We can’t spend our time trying to win everyone over. I can remember spending far too long trying to convince a removal company to move away from the overt product messages they were using and start to look at how useful they can be to their customers. I look back now and see that I wasted far too much time trying to convert a business into a way of thinking that was steeped in a 20th century mindset for 30 years (and wasn’t prepared to budge).
On the other side of the coin, I began a conversation with another business, Charles Higgins Partnership, who joined the You Are The Media email community and whilst they weren’t in a position to commit, they received the ongoing weekly emails.
It took 18 months for them to move from conversation, to subscriber to customer.

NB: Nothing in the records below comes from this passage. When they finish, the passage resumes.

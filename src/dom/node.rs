//! Arena-backed document tree
//!
//! Nodes live in a single `Vec` and reference each other through `NodeId`
//! indices. Detached nodes stay in the arena until the document is dropped,
//! so a `NodeId` handed out by this document never dangles.

use super::DomError;

/// Index of a node inside its owning [`Document`]
#[derive(Debug, Clone, Copy, PartialEq, Eq, Hash, PartialOrd, Ord)]
pub struct NodeId(usize);

impl NodeId {
    /// Position of the node in the arena
    pub fn index(self) -> usize {
        self.0
    }
}

/// Element name and attributes
#[derive(Debug, Clone, PartialEq, Eq)]
pub struct ElementData {
    /// Lowercase tag name
    pub tag: String,
    /// Attributes in source order
    pub attrs: Vec<(String, String)>,
}

impl ElementData {
    pub fn new(tag: impl Into<String>) -> Self {
        Self {
            tag: tag.into().to_ascii_lowercase(),
            attrs: Vec::new(),
        }
    }

    /// Get an attribute value
    pub fn attr(&self, name: &str) -> Option<&str> {
        self.attrs
            .iter()
            .find(|(key, _)| key == name)
            .map(|(_, value)| value.as_str())
    }

    pub fn has_attr(&self, name: &str) -> bool {
        self.attr(name).is_some()
    }

    /// Set an attribute, replacing any previous value
    pub fn set_attr(&mut self, name: &str, value: impl Into<String>) {
        let value = value.into();
        match self.attrs.iter_mut().find(|(key, _)| key == name) {
            Some(slot) => slot.1 = value,
            None => self.attrs.push((name.to_string(), value)),
        }
    }
}

/// Payload of a node
#[derive(Debug, Clone, PartialEq, Eq)]
pub enum NodeData {
    /// The document root
    Document,
    Element(ElementData),
    Text(String),
    Comment(String),
}

#[derive(Debug, Clone)]
pub struct Node {
    pub data: NodeData,
    parent: Option<NodeId>,
    children: Vec<NodeId>,
}

impl Node {
    fn new(data: NodeData) -> Self {
        Self {
            data,
            parent: None,
            children: Vec::new(),
        }
    }
}

/// A mutable document tree
#[derive(Debug, Clone)]
pub struct Document {
    nodes: Vec<Node>,
}

impl Default for Document {
    fn default() -> Self {
        Self::new()
    }
}

impl Document {
    /// Create an empty document holding only the root node
    pub fn new() -> Self {
        Self {
            nodes: vec![Node::new(NodeData::Document)],
        }
    }

    /// The document root
    pub fn root(&self) -> NodeId {
        NodeId(0)
    }

    /// Number of nodes ever allocated (attached or not)
    pub fn node_count(&self) -> usize {
        self.nodes.len()
    }

    pub fn get(&self, id: NodeId) -> Option<&Node> {
        self.nodes.get(id.0)
    }

    fn node(&self, id: NodeId) -> Result<&Node, DomError> {
        self.nodes.get(id.0).ok_or(DomError::InvalidNode(id))
    }

    fn node_mut(&mut self, id: NodeId) -> Result<&mut Node, DomError> {
        self.nodes.get_mut(id.0).ok_or(DomError::InvalidNode(id))
    }

    pub fn data(&self, id: NodeId) -> Option<&NodeData> {
        self.get(id).map(|node| &node.data)
    }

    pub fn parent(&self, id: NodeId) -> Option<NodeId> {
        self.get(id).and_then(|node| node.parent)
    }

    pub fn children(&self, id: NodeId) -> &[NodeId] {
        self.get(id).map(|node| node.children.as_slice()).unwrap_or(&[])
    }

    pub fn element(&self, id: NodeId) -> Option<&ElementData> {
        match self.data(id)? {
            NodeData::Element(element) => Some(element),
            _ => None,
        }
    }

    pub fn element_mut(&mut self, id: NodeId) -> Option<&mut ElementData> {
        match self.nodes.get_mut(id.0).map(|node| &mut node.data)? {
            NodeData::Element(element) => Some(element),
            _ => None,
        }
    }

    pub fn tag_name(&self, id: NodeId) -> Option<&str> {
        self.element(id).map(|element| element.tag.as_str())
    }

    /// Text of a text node
    pub fn text(&self, id: NodeId) -> Option<&str> {
        match self.data(id)? {
            NodeData::Text(text) => Some(text.as_str()),
            _ => None,
        }
    }

    pub fn is_text(&self, id: NodeId) -> bool {
        matches!(self.data(id), Some(NodeData::Text(_)))
    }

    pub fn is_element(&self, id: NodeId) -> bool {
        matches!(self.data(id), Some(NodeData::Element(_)))
    }

    /// Boundary length of a node: characters for text, child count otherwise
    pub fn node_length(&self, id: NodeId) -> usize {
        match self.data(id) {
            Some(NodeData::Text(text)) | Some(NodeData::Comment(text)) => text.chars().count(),
            Some(_) => self.children(id).len(),
            None => 0,
        }
    }

    /// Position of a node among its parent's children
    pub fn index_in_parent(&self, id: NodeId) -> Option<usize> {
        let parent = self.parent(id)?;
        self.children(parent).iter().position(|&child| child == id)
    }

    pub fn create_element(&mut self, tag: &str, attrs: Vec<(String, String)>) -> NodeId {
        let mut element = ElementData::new(tag);
        element.attrs = attrs;
        self.push(NodeData::Element(element))
    }

    pub fn create_text(&mut self, text: &str) -> NodeId {
        self.push(NodeData::Text(text.to_string()))
    }

    pub fn create_comment(&mut self, text: &str) -> NodeId {
        self.push(NodeData::Comment(text.to_string()))
    }

    fn push(&mut self, data: NodeData) -> NodeId {
        self.nodes.push(Node::new(data));
        NodeId(self.nodes.len() - 1)
    }

    /// Replace the contents of a text node
    pub fn set_text(&mut self, id: NodeId, value: String) -> Result<(), DomError> {
        match &mut self.node_mut(id)?.data {
            NodeData::Text(text) => {
                *text = value;
                Ok(())
            }
            _ => Err(DomError::NotText(id)),
        }
    }

    /// Whether `ancestor` is `node` or one of its ancestors
    pub fn contains(&self, ancestor: NodeId, node: NodeId) -> bool {
        let mut current = Some(node);
        while let Some(id) = current {
            if id == ancestor {
                return true;
            }
            current = self.parent(id);
        }
        false
    }

    /// Append `child` as the last child of `parent`, detaching it first
    pub fn append_child(&mut self, parent: NodeId, child: NodeId) -> Result<(), DomError> {
        self.insert_before(parent, child, None)
    }

    /// Insert `child` into `parent` before `reference` (or at the end)
    pub fn insert_before(
        &mut self,
        parent: NodeId,
        child: NodeId,
        reference: Option<NodeId>,
    ) -> Result<(), DomError> {
        self.node(parent)?;
        self.node(child)?;
        if self.contains(child, parent) {
            return Err(DomError::HierarchyRequest(format!(
                "{:?} cannot be inserted into its own subtree",
                child
            )));
        }
        if matches!(self.node(parent)?.data, NodeData::Text(_) | NodeData::Comment(_)) {
            return Err(DomError::HierarchyRequest(format!(
                "{:?} cannot have children",
                parent
            )));
        }
        if let Some(reference) = reference {
            if self.parent(reference) != Some(parent) {
                return Err(DomError::NotAChild { parent, child: reference });
            }
        }

        self.detach(child);

        let position = match reference {
            Some(reference) => self
                .children(parent)
                .iter()
                .position(|&id| id == reference)
                .ok_or(DomError::NotAChild { parent, child: reference })?,
            None => self.children(parent).len(),
        };
        self.nodes[parent.0].children.insert(position, child);
        self.nodes[child.0].parent = Some(parent);
        Ok(())
    }

    /// Detach a node from its parent; its subtree stays intact
    pub fn detach(&mut self, id: NodeId) {
        if let Some(parent) = self.parent(id) {
            self.nodes[parent.0].children.retain(|&child| child != id);
            self.nodes[id.0].parent = None;
        }
    }

    /// Split a text node at a character offset.
    ///
    /// The original node keeps `[0, offset)`; a new sibling holding the rest is
    /// inserted right after it and returned.
    pub fn split_text(&mut self, id: NodeId, offset: usize) -> Result<NodeId, DomError> {
        let text = self.text(id).ok_or(DomError::NotText(id))?;
        let length = text.chars().count();
        if offset > length {
            return Err(DomError::OffsetOutOfBounds { node: id, offset, length });
        }

        let split_at = byte_offset(text, offset);
        let tail = text[split_at..].to_string();
        let head = text[..split_at].to_string();
        self.set_text(id, head)?;

        let sibling = self.create_text(&tail);
        if let Some(parent) = self.parent(id) {
            let next = self
                .index_in_parent(id)
                .and_then(|index| self.children(parent).get(index + 1).copied());
            self.insert_before(parent, sibling, next)?;
        }
        Ok(sibling)
    }

    /// Replace an element by its children
    pub fn unwrap(&mut self, id: NodeId) -> Result<(), DomError> {
        let parent = self.parent(id).ok_or(DomError::Detached(id))?;
        let children = self.children(id).to_vec();
        for child in children {
            self.insert_before(parent, child, Some(id))?;
        }
        self.detach(id);
        Ok(())
    }

    /// Merge adjacent text nodes and drop empty ones below `id`
    pub fn normalize(&mut self, id: NodeId) {
        let children = self.children(id).to_vec();
        let mut previous_text: Option<NodeId> = None;

        for child in children {
            match self.text(child).map(str::to_string) {
                Some(text) if text.is_empty() => self.detach(child),
                Some(text) => match previous_text {
                    Some(previous) => {
                        if let Some(NodeData::Text(merged)) =
                            self.nodes.get_mut(previous.0).map(|node| &mut node.data)
                        {
                            merged.push_str(&text);
                        }
                        self.detach(child);
                    }
                    None => previous_text = Some(child),
                },
                None => {
                    previous_text = None;
                    self.normalize(child);
                }
            }
        }
    }

    /// Nearest inclusive ancestor element satisfying `predicate`
    pub fn closest<F>(&self, id: NodeId, predicate: F) -> Option<NodeId>
    where
        F: Fn(&ElementData) -> bool,
    {
        let mut current = Some(id);
        while let Some(node) = current {
            if let Some(element) = self.element(node) {
                if predicate(element) {
                    return Some(node);
                }
            }
            current = self.parent(node);
        }
        None
    }

    /// Pre-order traversal of `root` and its descendants
    pub fn descendants(&self, root: NodeId) -> Descendants<'_> {
        Descendants {
            document: self,
            stack: vec![root],
        }
    }

    /// Concatenated text of every text node below `id`
    pub fn text_content(&self, id: NodeId) -> String {
        self.descendants(id)
            .filter_map(|node| self.text(node))
            .collect()
    }
}

/// Iterator returned by [`Document::descendants`]
pub struct Descendants<'a> {
    document: &'a Document,
    stack: Vec<NodeId>,
}

impl Iterator for Descendants<'_> {
    type Item = NodeId;

    fn next(&mut self) -> Option<NodeId> {
        let id = self.stack.pop()?;
        self.stack
            .extend(self.document.children(id).iter().rev().copied());
        Some(id)
    }
}

/// Byte position of the `chars`-th character, clamped to the end of `text`
pub(crate) fn byte_offset(text: &str, chars: usize) -> usize {
    text.char_indices()
        .nth(chars)
        .map(|(index, _)| index)
        .unwrap_or(text.len())
}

They are now a business where we have a great relationship.
Just because someone does not convert to a customer in the short term, does not mean they don’t have anything to offer your business in the long term.
The Content Marketing Egg Timer Approach
The important thing for us to realise is that we cannot adopt a content marketing approach and then treat it like an egg timer. You send someone a piece of information; play the waiting game and then pounce. Just because you have created something doesn’t mean it should result in an immediate effect.
We need to spend our energies on curating an audience and encourage them to come back to the space that they have chosen to consume, week in week out. This is nothing to do with relentless content creation with our eyes closed but working at standing for something and others believing it too.
This has to be about patience and buckling in for the long haul. This is not about the afternoon content equivalent of watching one police film such as Lethal Weapon but sitting through all seven Police Academies. Strap yourself in, this is going to be challenging.
When we acknowledge that not everyone in our audience will buy from us (I’m not talking Twitter followers here, I am talking of an audience that have made a commitment via email), there may be triggers that make that step from consuming to committing.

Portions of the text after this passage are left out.